WORK REQUEST =
Copy the result of filtering the entries below for lines that include the string "StudyError".
---------- DATA PROVIDED ----------
use once_cell::sync::Lazy;
use regex::Regex;
use serde::{Deserialize, Serialize};
use std::fmt;
use std::str::FromStr;
use std::sync::Arc;
use tokio::time::timeout;
use tracing::{info, warn};

use crate::ai::prompts::extraction_prompt;
use crate::ai::{GenerationOptions, TextGenerator};
use crate::chapter_registry::Chapter;
use crate::command_index::{
    canonicalize, is_better_description, CommandPatternLibrary, CommandToken, DescribedListScanner, IndexDelta,
};
use crate::config::StudyConfig;
use crate::error::{Result, ServiceError, StudyError};

/// `- **名称**: 说明`、`1. 名称: 说明` 之类的列表项
static LIST_ITEM: Lazy<Regex> = Lazy::new(|| Regex::new(r"^\s*(?:[-*+]|\d+[.)])\s+(.+)$").unwrap());
static BOLD_NAME: Lazy<Regex> = Lazy::new(|| Regex::new(r"^\*\*([^*]+)\*\*\s*[:：\-—–]?\s*(.*)$").unwrap());

/// 提取调用使用较低的温度
const EXTRACTION_TEMPERATURE: f32 = 0.1;

/// 提取模式
#[derive(Debug, Clone, Copy, PartialEq, Eq, Hash, Serialize, Deserialize)]
#[serde(rename_all = "lowercase")]
pub enum ExtractionMode {
    Commands,
    Terms,
    Concepts,
    Examples,
}

impl ExtractionMode {
    pub fn as_str(&self) -> &'static str {
        match self {
            Self::Commands => "commands",
            Self::Terms => "terms",
            Self::Concepts => "concepts",
            Self::Examples => "examples",
        }
    }

    fn instruction(&self) -> &'static str {
        match self {
            Self::Commands => {
                "Extract ALL commands, flags, and syntax mentioned in this text. For each command, provide:\n\
                 - The command name and syntax\n\
                 - What it does (brief description)\n\
                 - Any flags/options mentioned with their purposes\n\
                 - Example usage if given in the text\n\
                 Format as a list where every line starts with the command in backticks, \
                 followed by ` - ` and its description."
            }
            Self::Terms => {
                "Extract ALL key terms, definitions, and vocabulary from this text. \
                 For each term, provide the definition or explanation given in the text. \
                 Format as a glossary list: `- **Term**: definition`."
            }
            Self::Concepts => {
                "Extract ALL key concepts and ideas from this text. For each concept, provide a brief \
                 explanation and how it relates to other concepts mentioned. Organize hierarchically, \
                 one `- **Concept**: explanation` line per concept."
            }
            Self::Examples => {
                "Extract ALL examples, code snippets, and practical demonstrations from this text. \
                 For each, explain what it demonstrates and the expected output or result, \
                 one `- **Example**: explanation` line per example."
            }
        }
    }
}

impl fmt::Display for ExtractionMode {
    fn fmt(&self, f: &mut fmt::Formatter<'_>) -> fmt::Result {
        f.write_str(self.as_str())
    }
}

impl FromStr for ExtractionMode {
    type Err = String;

    fn from_str(s: &str) -> std::result::Result<Self, Self::Err> {
        match s.trim().to_lowercase().as_str() {
            "commands" => Ok(Self::Commands),
            "terms" => Ok(Self::Terms),
            "concepts" => Ok(Self::Concepts),
            "examples" => Ok(Self::Examples),
            other => Err(format!("未知的提取模式: {}", other)),
        }
    }
}

/// 提取出的一项
#[derive(Debug, Clone, PartialEq, Eq, Serialize, Deserialize)]
pub struct KeyItem {
    pub name: String,
    pub description: String,
}

/// 关键内容提取结果
#[derive(Debug, Clone, PartialEq, Serialize, Deserialize)]
pub struct KeyItemsReport {
    pub chapter_index: usize,
    pub mode: ExtractionMode,
    pub items: Vec<KeyItem>,
    /// 生成服务的原始输出（调用失败时为空）
    pub raw_text: String,
    /// 命令模式下对命令索引的改动
    pub index_delta: IndexDelta,
    pub warnings: Vec<String>,
}

/// 提取结果（写入命令索引之前）
#[derive(Debug, Clone)]
pub struct Extraction {
    pub items: Vec<KeyItem>,
    pub raw_text: String,
    /// 命令模式下识别出的命令，其他模式为空
    pub command_tokens: Vec<CommandToken>,
    pub warnings: Vec<String>,
}

/// 关键内容提取器
pub struct KeyItemExtractor {
    generator: Arc<dyn TextGenerator>,
    library: Arc<dyn CommandPatternLibrary>,
    config: StudyConfig,
}

impl KeyItemExtractor {
    pub fn new(generator: Arc<dyn TextGenerator>, library: Arc<dyn CommandPatternLibrary>, config: StudyConfig) -> Self {
        Self {
            generator,
            library,
            config,
        }
    }

    /// 从章节正文提取关键内容
    ///
    /// 命令模式下先用本地规则扫描，再用生成服务补充说明；
    /// 生成服务失败时仍返回本地扫描结果并附带警告。其他模式依赖生成服务，失败即报错
    ///
    /// # 参数
    /// - `chapter`: 章节
    /// - `text`: 章节正文
    /// - `mode`: 提取模式
    pub async fn extract(&self, chapter: &Chapter, text: &str, mode: ExtractionMode) -> Result<Extraction> {
        let mut warnings = Vec::new();

        // 本地扫描覆盖全文，只有送入生成服务的内容受长度限制
        let local_tokens = if mode == ExtractionMode::Commands {
            self.library.scan(text)
        } else {
            Vec::new()
        };
        let content: String = text.chars().take(self.config.qa_char_budget).collect();

        let raw_text = match self.call(chapter, &content, mode).await {
            Ok(raw) => raw,
            Err(e) if mode == ExtractionMode::Commands => {
                warn!("章节 {} 命令提取调用失败，只使用本地扫描结果: {}", chapter.index, e);
                warnings.push(format!("生成服务调用失败，只返回本地扫描结果: {}", e));
                String::new()
            }
            Err(e) => {
                return Err(StudyError::ExternalService {
                    chapter_index: chapter.index,
                    target: format!("{} 提取", mode),
                    source: e,
                })
            }
        };

        let extraction = if mode == ExtractionMode::Commands {
            let mut tokens = local_tokens;
            tokens.extend(DescribedListScanner.scan(&raw_text));
            Extraction {
                items: command_items(&tokens),
                raw_text,
                command_tokens: tokens,
                warnings,
            }
        } else {
            Extraction {
                items: parse_items(&raw_text),
                raw_text,
                command_tokens: Vec::new(),
                warnings,
            }
        };

        info!(
            "章节 {} 提取 {}: {} 项",
            chapter.index,
            mode,
            extraction.items.len()
        );
        Ok(extraction)
    }

    async fn call(&self, chapter: &Chapter, text: &str, mode: ExtractionMode) -> std::result::Result<String, ServiceError> {
        let prompt = extraction_prompt(mode.instruction(), &chapter.title);
        let options = GenerationOptions::new(EXTRACTION_TEMPERATURE, self.config.gemini.max_output_tokens);
        match timeout(self.config.call_timeout(), self.generator.generate(&prompt, text, &options)).await {
            Ok(result) => result,
            Err(_) => Err(ServiceError::Timeout(self.config.call_timeout_secs)),
        }
    }
}

/// 按规范化命令去重，保留最好的说明
fn command_items(tokens: &[CommandToken]) -> Vec<KeyItem> {
    let mut items: Vec<(String, KeyItem)> = Vec::new();
    for token in tokens {
        let Some(key) = canonicalize(&token.raw) else { continue };
        match items.iter_mut().find(|(k, _)| *k == key) {
            Some((_, item)) => {
                if is_better_description(&item.description, &token.description) {
                    item.description = token.description.trim().to_string();
                }
            }
            None => items.push((
                key.clone(),
                KeyItem {
                    name: key,
                    description: token.description.trim().to_string(),
                },
            )),
        }
    }
    items.into_iter().map(|(_, item)| item).collect()
}

/// 解析列表形式的输出，名称取加粗部分或冒号前的部分
pub fn parse_items(text: &str) -> Vec<KeyItem> {
    text.lines()
        .filter_map(|line| LIST_ITEM.captures(line))
        .filter_map(|caps| {
            let body = caps.get(1)?.as_str().trim();
            if let Some(bold) = BOLD_NAME.captures(body) {
                return Some(KeyItem {
                    name: bold[1].trim().trim_end_matches(':').to_string(),
                    description: bold[2].trim().to_string(),
                });
            }
            let (name, description) = match body.split_once(": ") {
                Some((name, description)) if name.chars().count() <= 80 => (name, description),
                _ => (body, ""),
            };
            Some(KeyItem {
                name: name.trim().to_string(),
                description: description.trim().to_string(),
            })
        })
        .filter(|item| !item.name.is_empty())
        .collect()
}

/// 组装对外的提取结果
pub fn into_report(chapter_index: usize, mode: ExtractionMode, extraction: Extraction, index_delta: IndexDelta) -> KeyItemsReport {
    KeyItemsReport {
        chapter_index,
        mode,
        items: extraction.items,
        raw_text: extraction.raw_text,
        index_delta,
        warnings: extraction.warnings,
    }
}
----------
SOLUTION FOR THIS PROBLEM =
use crate::error::{Result, ServiceError, StudyError};
                return Err(StudyError::ExternalService {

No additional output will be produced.